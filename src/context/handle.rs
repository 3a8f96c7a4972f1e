// Copyright 2026 Layne Penney
// SPDX-License-Identifier: AGPL-3.0-or-later

//! Trace handles and the task-scoped current trace.

use std::future::Future;

use serde_json::Value;

use crate::event::{Attributes, Correlation, TraceId};

tokio::task_local! {
    static CURRENT_TRACE: TraceHandle;
}

/// A reference to one open trace.
///
/// Cheap to copy. Captures that are handed a handle (or run inside
/// [`TraceHandle::scope`]) are attached to that trace.
#[derive(Debug, Clone, Copy, PartialEq, Eq, Hash)]
pub struct TraceHandle {
    id: TraceId,
    sampled: bool,
}

impl TraceHandle {
    pub(crate) fn new(id: TraceId, sampled: bool) -> Self {
        Self { id, sampled }
    }

    pub fn id(&self) -> TraceId {
        self.id
    }

    /// The sampling decision made when the trace started.
    pub fn is_sampled(&self) -> bool {
        self.sampled
    }

    /// Run `fut` with this handle as the implicit trace for captures inside it.
    ///
    /// Scopes nest: the innermost scope wins, and the previous one is restored
    /// when the inner future completes.
    pub async fn scope<F>(self, fut: F) -> F::Output
    where
        F: Future,
    {
        CURRENT_TRACE.scope(self, fut).await
    }

    /// The handle of the enclosing [`scope`](Self::scope), if any.
    pub fn current() -> Option<TraceHandle> {
        CURRENT_TRACE.try_with(|handle| *handle).ok()
    }
}

/// Options for starting a trace.
#[derive(Debug, Clone, Default)]
pub struct TraceOptions {
    pub name: Option<String>,
    pub metadata: Attributes,
    pub correlation: Correlation,
}

impl TraceOptions {
    pub fn new() -> Self {
        Self::default()
    }

    /// Create options with a trace name.
    pub fn named(name: impl Into<String>) -> Self {
        Self {
            name: Some(name.into()),
            ..Self::default()
        }
    }

    pub fn with_metadata(mut self, key: impl Into<String>, value: impl Into<Value>) -> Self {
        self.metadata.insert(key.into(), value.into());
        self
    }

    pub fn with_conversation_id(mut self, id: impl Into<String>) -> Self {
        self.correlation.conversation_id = Some(id.into());
        self
    }

    pub fn with_session_id(mut self, id: impl Into<String>) -> Self {
        self.correlation.session_id = Some(id.into());
        self
    }

    pub fn with_user_id(mut self, id: impl Into<String>) -> Self {
        self.correlation.user_id = Some(id.into());
        self
    }

    pub fn with_agent_name(mut self, name: impl Into<String>) -> Self {
        self.correlation.agent_name = Some(name.into());
        self
    }

    pub fn with_version(mut self, version: impl Into<String>) -> Self {
        self.correlation.version = Some(version.into());
        self
    }

    pub fn with_route(mut self, route: impl Into<String>) -> Self {
        self.correlation.route = Some(route.into());
        self
    }
}
// Copyright 2026 Layne Penney
// SPDX-License-Identifier: AGPL-3.0-or-later

//! API key decoding and tenant resolution.
//!
//! A JWT-style key carries the tenant context in its payload segment. The
//! payload is decoded and parsed, never verified: authenticity is the
//! ingestion service's job.

use base64::engine::general_purpose::{STANDARD, URL_SAFE_NO_PAD};
use base64::Engine;
use serde::Deserialize;
use tracing::debug;

use super::types::ObserverConfig;
use crate::error::{ConfigError, DecodeError};
use crate::event::{Environment, TenantContext};

/// Claims read from a key payload.
#[derive(Debug, Deserialize)]
#[serde(rename_all = "camelCase")]
struct KeyClaims {
    tenant_id: Option<String>,
    project_id: Option<String>,
    environment: Option<String>,
    #[allow(dead_code)]
    iat: Option<i64>,
    #[allow(dead_code)]
    exp: Option<i64>,
}

/// Decode the tenant context from a JWT-style key without verifying it.
///
/// `tenantId` and `projectId` are required; `environment` defaults to `dev`
/// when absent or unrecognized.
pub fn decode_opaque_key(raw: &str) -> Result<TenantContext, DecodeError> {
    let segments: Vec<&str> = raw.trim().split('.').collect();
    if segments.len() != 3 || segments.iter().any(|s| s.is_empty()) {
        return Err(DecodeError::NotJwt);
    }

    let payload = decode_segment(segments[1])?;
    let claims: KeyClaims =
        serde_json::from_slice(&payload).map_err(|e| DecodeError::InvalidJson(e.to_string()))?;

    let tenant_id = claims
        .tenant_id
        .filter(|s| !s.trim().is_empty())
        .ok_or(DecodeError::MissingField("tenantId"))?;
    let project_id = claims
        .project_id
        .filter(|s| !s.trim().is_empty())
        .ok_or(DecodeError::MissingField("projectId"))?;
    let environment = claims
        .environment
        .and_then(|e| e.parse::<Environment>().ok())
        .unwrap_or_default();

    Ok(TenantContext {
        tenant_id,
        project_id,
        environment,
    })
}

/// Base64url without padding is the JWT norm; padded and standard-alphabet
/// payloads are accepted too.
fn decode_segment(segment: &str) -> Result<Vec<u8>, DecodeError> {
    let trimmed = segment.trim_end_matches('=');
    URL_SAFE_NO_PAD
        .decode(trimmed)
        .or_else(|_| STANDARD.decode(pad(trimmed)))
        .map_err(|e| DecodeError::InvalidBase64(e.to_string()))
}

fn pad(segment: &str) -> String {
    let mut padded = segment.to_string();
    while padded.len() % 4 != 0 {
        padded.push('=');
    }
    padded
}

/// Resolve the tenant context for a config.
///
/// A decodable key wins for tenant and project. A non-JWT key falls back to
/// the explicit `tenantId`/`projectId`. A JWT whose payload is malformed is
/// also allowed to fall back, so long as explicit values exist. An explicit
/// `environment` always overrides the key's.
pub fn resolve_tenant(config: &ObserverConfig) -> Result<TenantContext, ConfigError> {
    let decoded = decode_opaque_key(&config.api_key);

    let mut tenant = match decoded {
        Ok(tenant) => tenant,
        Err(err) => {
            if !matches!(err, DecodeError::NotJwt) {
                debug!(error = %err, "API key payload unusable, trying explicit tenant");
            }
            let tenant_id = non_blank(&config.tenant_id);
            let project_id = non_blank(&config.project_id);
            match (tenant_id, project_id) {
                (Some(tenant_id), Some(project_id)) => {
                    TenantContext::new(tenant_id, project_id, Environment::Dev)
                }
                _ if !matches!(err, DecodeError::NotJwt) => return Err(err.into()),
                (None, _) => return Err(ConfigError::MissingField("tenantId".to_string())),
                (Some(_), None) => {
                    return Err(ConfigError::MissingField("projectId".to_string()))
                }
            }
        }
    };

    if let Some(environment) = config.environment {
        tenant.environment = environment;
    }
    Ok(tenant)
}

fn non_blank(value: &Option<String>) -> Option<String> {
    value.as_deref().map(str::trim).filter(|s| !s.is_empty()).map(String::from)
}

#[cfg(test)]
mod tests {
    use super::*;

    fn jwt(payload: &str) -> String {
        format!(
            "{}.{}.signature",
            URL_SAFE_NO_PAD.encode(r#"{"alg":"HS256","typ":"JWT"}"#),
            URL_SAFE_NO_PAD.encode(payload)
        )
    }

    #[test]
    fn test_decode_valid_key() {
        let key = jwt(r#"{"tenantId":"acme","projectId":"bot","environment":"prod","iat":1,"exp":2}"#);
        let tenant = decode_opaque_key(&key).unwrap();
        assert_eq!(tenant.tenant_id, "acme");
        assert_eq!(tenant.project_id, "bot");
        assert_eq!(tenant.environment, Environment::Prod);
    }

    #[test]
    fn test_decode_defaults_environment() {
        let key = jwt(r#"{"tenantId":"acme","projectId":"bot"}"#);
        assert_eq!(decode_opaque_key(&key).unwrap().environment, Environment::Dev);
    }

    #[test]
    fn test_decode_accepts_padded_standard_base64() {
        let payload = STANDARD.encode(r#"{"tenantId":"t?>","projectId":"p"}"#);
        let key = format!("hdr.{payload}.sig");
        let tenant = decode_opaque_key(&key).unwrap();
        assert_eq!(tenant.tenant_id, "t?>");
    }

    #[test]
    fn test_decode_unverified_signature_accepted() {
        let key = jwt(r#"{"tenantId":"acme","projectId":"bot"}"#).replace("signature", "tampered");
        assert!(decode_opaque_key(&key).is_ok());
    }

    #[test]
    fn test_decode_errors() {
        assert_eq!(decode_opaque_key("sk-opaque-key"), Err(DecodeError::NotJwt));
        assert_eq!(decode_opaque_key("a..c"), Err(DecodeError::NotJwt));
        assert!(matches!(
            decode_opaque_key("a.!!!!.c"),
            Err(DecodeError::InvalidBase64(_))
        ));
        assert!(matches!(
            decode_opaque_key(&jwt("not json")),
            Err(DecodeError::InvalidJson(_))
        ));
        assert_eq!(
            decode_opaque_key(&jwt(r#"{"projectId":"bot"}"#)),
            Err(DecodeError::MissingField("tenantId"))
        );
        assert_eq!(
            decode_opaque_key(&jwt(r#"{"tenantId":"acme"}"#)),
            Err(DecodeError::MissingField("projectId"))
        );
    }

    #[test]
    fn test_resolve_from_jwt() {
        let config = ObserverConfig::new(jwt(r#"{"tenantId":"acme","projectId":"bot"}"#));
        let tenant = resolve_tenant(&config).unwrap();
        assert_eq!(tenant.tenant_id, "acme");
        assert_eq!(tenant.environment, Environment::Dev);
    }

    #[test]
    fn test_resolve_explicit_environment_wins() {
        let config = ObserverConfig::new(jwt(
            r#"{"tenantId":"acme","projectId":"bot","environment":"dev"}"#,
        ))
        .with_environment(Environment::Prod);
        assert_eq!(resolve_tenant(&config).unwrap().environment, Environment::Prod);
    }

    #[test]
    fn test_resolve_legacy_key() {
        let config = ObserverConfig::new("sk-legacy").with_tenant("t1", "p1");
        let tenant = resolve_tenant(&config).unwrap();
        assert_eq!(tenant.tenant_id, "t1");
        assert_eq!(tenant.project_id, "p1");
    }

    #[test]
    fn test_resolve_legacy_key_missing_fields() {
        let err = resolve_tenant(&ObserverConfig::new("sk-legacy")).unwrap_err();
        assert!(matches!(err, ConfigError::MissingField(ref f) if f == "tenantId"));

        let mut config = ObserverConfig::new("sk-legacy");
        config.tenant_id = Some("t1".to_string());
        let err = resolve_tenant(&config).unwrap_err();
        assert!(matches!(err, ConfigError::MissingField(ref f) if f == "projectId"));
    }

    #[test]
    fn test_resolve_malformed_jwt_without_fallback() {
        let config = ObserverConfig::new(jwt(r#"{"projectId":"bot"}"#));
        let err = resolve_tenant(&config).unwrap_err();
        assert!(matches!(err, ConfigError::InvalidKey(DecodeError::MissingField("tenantId"))));
    }
}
§
_Problem statement:_
In the records above, find every line with the word "inside" and copy it.

_Exercise response:_
/// Cheap to copy. Captures that are handed a handle (or run inside
    /// Run `fut` with this handle as the implicit trace for captures inside it.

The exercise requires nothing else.